Marx, Karl [Dicionário Global]
Marx, Karl [Dicionário Global]
O dia 5 de maio de 1818 marca no calendário o nascimento de um dos maiores pensadores do século XIX, cuja influência se propaga ainda na atualidade: Karl Marx. Nascido em Trier, na Renânia alemã, o filho de Heinrich Marx e Henriette Pressburg dava início a uma vida errante e profundamente comprometida com a vida, nas suas múltiplas dimensionalidades, e com a humanidade, nas suas mais diversas origens e particularidades. Nas palavras de Jorge Grespan, “apresentar a obra de Karl Marx (1818-1883) parece ser uma tarefa relativamente fácil” (GRESPAN, 2021, 9), uma vez que a sua predisposição assimilativa por parte das classes trabalhadoras, bem como a sua acuidade e atualidade, ainda sobredeterminam o espírito contemporâneo. Não obstante, fazer com que algo se torne simples não implica objetivamente a sua simplificação.

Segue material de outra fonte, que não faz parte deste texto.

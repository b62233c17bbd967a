use async_trait::async_trait;
use chrono::Utc;
use uuid::Uuid;

use super::{MemoryStore, contains_ci};
use crate::error::AppError;
use crate::models::customer::{Customer, CustomerFilter};
use crate::models::promotion::{PromotionFilter, VariantPromotion};
use crate::pagination::{Page, PageRequest};
use crate::repositories::{CustomerRepository, PromotionRepository};

#[async_trait]
impl CustomerRepository for MemoryStore {
    async fn create_customer(&self, customer: &Customer) -> Result<(), AppError> {
        self.customers.insert(customer.clone()).await;
        Ok(())
    }

    async fn find_customer(&self, tenant_id: Uuid, id: Uuid) -> Result<Option<Customer>, AppError> {
        Ok(self
            .customers
            .find(tenant_id, |c| c.id == id && c.deleted_at.is_none())
            .await)
    }

    async fn find_customer_by_document(
        &self,
        tenant_id: Uuid,
        document: &str,
    ) -> Result<Option<Customer>, AppError> {
        Ok(self
            .customers
            .find(tenant_id, |c| {
                c.document.as_deref() == Some(document) && c.deleted_at.is_none()
            })
            .await)
    }

    async fn list_customers(
        &self,
        tenant_id: Uuid,
        filter: &CustomerFilter,
        page: PageRequest,
    ) -> Result<Page<Customer>, AppError> {
        let mut customers = self
            .customers
            .filter(tenant_id, |c| {
                c.deleted_at.is_none()
                    && filter.customer_type.is_none_or(|t| c.customer_type == t)
                    && filter.search.as_deref().is_none_or(|s| {
                        contains_ci(&c.name, s)
                            || c.email.as_deref().is_some_and(|e| contains_ci(e, s))
                            || c.document.as_deref().is_some_and(|d| contains_ci(d, s))
                    })
            })
            .await;
        customers.sort_by(|a, b| a.name.cmp(&b.name));
        Ok(super::paginate(customers, page))
    }

    async fn update_customer(&self, customer: &Customer) -> Result<(), AppError> {
        self.customers.replace(customer).await;
        Ok(())
    }

    async fn delete_customer(&self, tenant_id: Uuid, id: Uuid) -> Result<bool, AppError> {
        let now = Utc::now();
        let changed = self
            .customers
            .update_where(tenant_id, |c| c.id == id && c.deleted_at.is_none(), |c| {
                c.deleted_at = Some(now);
                c.is_active = false;
            })
            .await;
        Ok(changed > 0)
    }
}

#[async_trait]
impl PromotionRepository for MemoryStore {
    async fn create_promotion(&self, promotion: &VariantPromotion) -> Result<(), AppError> {
        self.promotions.insert(promotion.clone()).await;
        Ok(())
    }

    async fn find_promotion(
        &self,
        tenant_id: Uuid,
        id: Uuid,
    ) -> Result<Option<VariantPromotion>, AppError> {
        Ok(self
            .promotions
            .find(tenant_id, |p| p.id == id && p.deleted_at.is_none())
            .await)
    }

    async fn list_promotions(
        &self,
        tenant_id: Uuid,
        filter: &PromotionFilter,
        page: PageRequest,
    ) -> Result<Page<VariantPromotion>, AppError> {
        Ok(self
            .promotions
            .page(
                tenant_id,
                |p| {
                    p.deleted_at.is_none()
                        && filter.variant_id.is_none_or(|v| p.variant_id == v)
                        && filter.is_active.is_none_or(|a| p.is_active == a)
                },
                page,
            )
            .await)
    }

    async fn list_variant_promotions(
        &self,
        tenant_id: Uuid,
        variant_id: Uuid,
    ) -> Result<Vec<VariantPromotion>, AppError> {
        let mut promotions = self
            .promotions
            .filter(tenant_id, |p| p.variant_id == variant_id && p.deleted_at.is_none())
            .await;
        promotions.sort_by_key(|p| p.starts_at);
        Ok(promotions)
    }

    async fn update_promotion(&self, promotion: &VariantPromotion) -> Result<(), AppError> {
        self.promotions.replace(promotion).await;
        Ok(())
    }

    async fn delete_promotion(&self, tenant_id: Uuid, id: Uuid) -> Result<bool, AppError> {
        let now = Utc::now();
        let changed = self
            .promotions
            .update_where(tenant_id, |p| p.id == id && p.deleted_at.is_none(), |p| {
                p.deleted_at = Some(now);
                p.is_active = false;
            })
            .await;
        Ok(changed > 0)
    }
}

Após iniciar o seu percurso académico na Universidade de Bonn e de o concluir na Universidade de Berlim, onde começa a polemizar com “Jovens Hegelianos” – como Ludwig Feuerbach ou Bruno Bauer –, em torno das conceções da filosofia hegeliana sobre o Estado ou o Direito, Marx inicia uma carreira de jornalista na Gazeta Renana, dirigida por Arnold Ruge, com escritos absolutamente fraturantes e antiabsolutistas, que desagradavam sobremaneira às autoridades germânicas da época. Face ao seu inconformismo e combatividade, é obrigado a exilar-se em Paris no ano de 1843. Segundo José Paulo Netto, Paris marca “um antes e um depois na inteira trajetória de Marx”, ao serem-lhe apresentados “três encontros fundamentais […]: com o proletariado, com a economia política e com Friedrich Engels” (NETTO, 2020, 77-78). Para alguns filósofos marxistas do Estruturalismo francês, como Louis Althusser, Paris significava também um “corte epistemológico” entre o “jovem Marx” e um “Marx maduro”, uma vez que “a partir de 1845, Marx rompe radicalmente com toda a teoria que funde a história e a política sobre uma essência do homem” (ALTHUSSER, 1974, 233). Esta dissociação, caracterizada por György Lukács como “uma invenção do nosso tempo”, pois “a contradição que se procura em sua obra é fictícia” (LUKÁCS, 2020, 30), sinaliza a negação de um suposto humanismo quasi essencialista no “jovem Marx”.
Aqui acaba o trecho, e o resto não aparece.